Below are entries. Copy exactly the lines running from the line that holds "through its turn." to the line that holds "let start = cell_position(record.location);", with both ends included.

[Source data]
══════════
//! Per-turn robot sprites and the manager that rebuilds them on every turn
//! transition.

use glam::Vec2;
use robot_replay_core::{ActionKind, ActionRecord, BotShape, CellCoord, ReplaySource, Settings};
use robot_replay_rendering::{Canvas, Color, Layer, ObjectHandle, Shape, Style};

/// Thickness of attack markers and arrows, in pixels.
const STROKE_WIDTH: f32 = 2.0;

/// Read-only inputs shared by every sprite during one animation pass.
#[derive(Clone, Copy, Debug)]
pub struct SpriteContext<'a> {
    /// Presentation settings.
    pub settings: &'a Settings,
    /// Whether movement and targeting arrows are drawn.
    pub show_arrows: bool,
}

/// Visual representation of one robot's action on a single turn.
///
/// A sprite exclusively owns the canvas objects it created and is the only
/// entity that removes them.
#[derive(Debug)]
pub struct RobotSprite {
    cell: CellCoord,
    record: ActionRecord,
    turn: u32,
    handles: Vec<ObjectHandle>,
}

impl RobotSprite {
    fn new(cell: CellCoord, record: ActionRecord, turn: u32) -> Self {
        Self {
            cell,
            record,
            turn,
            handles: Vec::new(),
        }
    }

    /// Cell the robot started the turn on.
    #[must_use]
    pub const fn cell(&self) -> CellCoord {
        self.cell
    }

    /// Turn the sprite was built for.
    #[must_use]
    pub const fn turn(&self) -> u32 {
        self.turn
    }

    /// Canvas objects currently owned by the sprite.
    #[must_use]
    pub fn handles(&self) -> &[ObjectHandle] {
        &self.handles
    }

    fn clear(&mut self, canvas: &mut dyn Canvas) {
        for handle in self.handles.drain(..) {
            canvas.remove_object(handle);
        }
    }

    /// Redraws the sprite `progress` of the way through its turn.
    fn animate(&mut self, progress: f32, context: SpriteContext<'_>, canvas: &mut dyn Canvas) {
        self.clear(canvas);

        let settings = context.settings;
        let record = &self.record;
        let start = cell_position(record.location);
        let end = match record.kind {
            ActionKind::Move => cell_position(record.location_end),
            ActionKind::Attack | ActionKind::Guard | ActionKind::Suicide => start,
        };
        let position = start.lerp(end, progress);

        let start_color = settings.robot_color(record.player_id, record.hp);
        let end_color = settings.robot_color(record.player_id, record.hp_end);
        let fill = start_color.blend(end_color, 1.0 - progress);
        let alpha = if record.hp_end == 0 { 1.0 - progress } else { 1.0 };
        let shape = match settings.bot_shape {
            BotShape::Square => Shape::Square,
            BotShape::Circle => Shape::Circle,
        };
        self.handles.push(canvas.draw_grid_object(
            position,
            shape,
            Layer::ROBOTS,
            Style::filled(Color::from(fill).with_alpha(alpha)),
        ));

        let hp = if progress < 0.5 { record.hp } else { record.hp_end };
        self.handles.push(canvas.draw_text(
            position,
            &hp.to_string(),
            Color::from(settings.text_color),
        ));

        let marker_color = Color::from(settings.player_color(record.player_id));
        match (record.kind, record.target) {
            (ActionKind::Attack, Some(target)) => {
                self.handles.push(canvas.draw_grid_object(
                    cell_position(target),
                    Shape::Circle,
                    Layer::EFFECTS,
                    Style::stroked(marker_color.with_alpha(1.0 - progress), STROKE_WIDTH),
                ));
            }
            (ActionKind::Suicide, _) => {
                self.handles.push(canvas.draw_grid_object(
                    start,
                    Shape::Square,
                    Layer::EFFECTS,
                    Style::stroked(marker_color.with_alpha(1.0 - progress), STROKE_WIDTH * 2.0),
                ));
            }
            _ => {}
        }

        if context.show_arrows {
            if let Some(target) = record.target {
                let offset = Vec2::splat(canvas.geometry().cell_extent() / 2.0);
                self.handles.push(canvas.draw_line(
                    start,
                    cell_position(target),
                    offset,
                    Layer::ARROWS,
                    Style::stroked(marker_color, STROKE_WIDTH),
                ));
            }
        }
    }
}

fn cell_position(cell: CellCoord) -> Vec2 {
    Vec2::new(cell.column() as f32, cell.row() as f32)
}

/// Owns the live sprite set and rebuilds it on every turn transition.
///
/// Sprites are never reused across turns: each transition destroys every
/// live sprite and creates one per action record of the new turn.
#[derive(Debug, Default)]
pub struct SpriteLifecycleManager {
    sprites: Vec<RobotSprite>,
}

impl SpriteLifecycleManager {
    /// Creates a manager without live sprites.
    #[must_use]
    pub fn new() -> Self {
        Self::default()
    }

    /// Live sprites in creation order.
    #[must_use]
    pub fn sprites(&self) -> &[RobotSprite] {
        &self.sprites
    }

    /// Number of live sprites.
    #[must_use]
    pub fn len(&self) -> usize {
        self.sprites.len()
    }

    /// Reports whether no sprite is alive.
    #[must_use]
    pub fn is_empty(&self) -> bool {
        self.sprites.is_empty()
    }

    /// Replaces every live sprite with fresh sprites for `display_turn`.
    ///
    /// Sprites are created in the replay's natural action order.
    pub fn on_turn_transition(
        &mut self,
        display_turn: u32,
        replay: &dyn ReplaySource,
        canvas: &mut dyn Canvas,
    ) {
        self.destroy_all(canvas);

        let actions = replay.actions_on_turn(display_turn);
        self.sprites.extend(
            actions
                .iter()
                .map(|(cell, record)| RobotSprite::new(cell, *record, display_turn)),
        );
        log::debug!(
            "built {} robot sprites for turn {display_turn}",
            self.sprites.len()
        );
    }

    /// Destroys every live sprite, releasing all of their canvas objects.
    pub fn destroy_all(&mut self, canvas: &mut dyn Canvas) {
        for mut sprite in self.sprites.drain(..) {
            sprite.clear(canvas);
        }
    }

    /// Redraws every live sprite interpolated `sub_turn` of the way through
    /// `display_turn`.
    pub fn animate_all(
        &mut self,
        display_turn: u32,
        sub_turn: f64,
        context: SpriteContext<'_>,
        canvas: &mut dyn Canvas,
    ) {
        let progress = sub_turn.clamp(0.0, 1.0) as f32;
        for sprite in &mut self.sprites {
            debug_assert_eq!(
                sprite.turn, display_turn,
                "sprite built for turn {} animated on turn {display_turn}",
                sprite.turn
            );
            sprite.animate(progress, context, canvas);
        }
    }
}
══════════
= RESULT OF THE EXERCISE =
    /// Redraws the sprite `progress` of the way through its turn.
    fn animate(&mut self, progress: f32, context: SpriteContext<'_>, canvas: &mut dyn Canvas) {
        self.clear(canvas);

        let settings = context.settings;
        let record = &self.record;
        let start = cell_position(record.location);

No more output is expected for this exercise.